The depth of the tree, $K$, is the number of features that the tree will split on. Varying the value of $K$ affects the model accuracy, but there are diminshing returns as $K$ is increased more and more.

Which feature gives the largest information gain? Which feature is the least useful for the decision tree?

In [6]:
X_train, y_train, X_test, y_test = import_data(split=0.8, shuffle=True)

tree = DecisionTree(K=7, verbose=True)
tree.buildTree(X_train, y_train)

tree.tree_evaluate(X_train, y_train, X_test, y_test)

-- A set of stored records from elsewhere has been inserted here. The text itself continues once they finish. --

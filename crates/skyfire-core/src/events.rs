//! Events emitted by the simulation for presentation and audio feedback.

use glam::Vec3;
use serde::{Deserialize, Serialize};

use crate::enums::*;

/// A projectile struck an adversary. Produced by the weapon system and
/// consumed by the adversary manager once the collision pass has finished.
#[derive(Debug, Clone, Copy, PartialEq, Serialize, Deserialize)]
pub struct HitEvent {
    pub adversary_id: u32,
    /// Where the hit happened (projectile position).
    pub position: Vec3,
}

/// Feedback events drained into each snapshot.
#[derive(Debug, Clone, PartialEq, Serialize, Deserialize)]
#[serde(tag = "type")]
pub enum SimEvent {
    /// A fire request was accepted and a projectile pair launched.
    ShotFired { position: Vec3 },
    /// A projectile timed out without hitting anything.
    ProjectileExpired { projectile_id: u32 },
    /// The aircraft hit an obstacle or the ground and entered recovery.
    Collision { kind: CollisionKind, position: Vec3 },
    /// Recovery finished; input is live again.
    RecoveryEnded,
    /// The aircraft was reset to its spawn state.
    AircraftReset,
    AdversarySpawned { adversary_id: u32, position: Vec3 },
    AdversaryDestroyed { adversary_id: u32, position: Vec3 },
    ExplosionFinished { position: Vec3 },
    StatusChanged { status: GameStatus },
    CameraModeChanged { mode: CameraMode },
}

Root node shape:  (1098, 4) (1098,)
Node uncertainty: 0.494610
Node uncertainty: 0.309938
Node uncertainty: 0.132653
Node uncertainty: 0.074700
Node uncertainty: 0.000000
Node uncertainty: 0.221919
Node uncertainty: 0.000000
Node uncertainty: 0.117188
Node uncertainty: 0.500000
Node uncertainty: 0.000000
Node uncertainty: 0.000000
Node uncertainty: 0.000000
Node uncertainty: 0.398023
Node uncertainty: 0.052593
Node uncertainty: 0.000000
Node uncertainty: 0.000000
Node uncertainty: 0.460800
Node uncertainty: 0.320000
Node uncertainty: 0.000000
Node uncertainty: 0.000000
Node uncertainty: 0.124444
Node uncertainty: 0.000000
Node uncertainty: 0.000000
Node uncertainty: 0.277778
Node uncertainty: 0.000000
Node uncertainty: 0.000000
Node uncertainty: 0.195083
Node uncertainty: 0.440614
Node uncertainty: 0.088697
Node uncertainty: 0.000000
Node uncertainty: 0.000000
Node uncertainty: 0.221542
Node uncertainty: 0.019998
Node uncertainty: 0.000000
Node uncertainty: 0.066587
Node uncertainty: 0

0.9671532846715328

In [7]:
for i in np.arange(6):
    X_train, y_train, X_test, y_test = import_data(split=0.8, shuffle=True)
    tree = DecisionTree(K=i, verbose=False)
    print('K=' + str(i))
    tree.buildTree(X_train, y_train)
    tree.tree_evaluate(X_train, y_train, X_test, y_test)
    print('\n')

K=0
The decision tree is 85 percent accurate on 1098 training data
The decision tree is 83 percent accurate on 274 test data


K=1
The decision tree is 91 percent accurate on 1098 training data
The decision tree is 91 percent accurate on 274 test data


K=2
The decision tree is 94 percent accurate on 1098 training data
The decision tree is 93 percent accurate on 274 test data


K=3
The decision tree is 96 percent accurate on 1098 training data
The decision tree is 93 percent accurate on 274 test data


K=4
The decision tree is 98 percent accurate on 1098 training data
The decision tree is 97 percent accurate on 274 test data


K=5
The decision tree is 99 percent accurate on 1098 training data
The decision tree is 97 percent accurate on 274 test data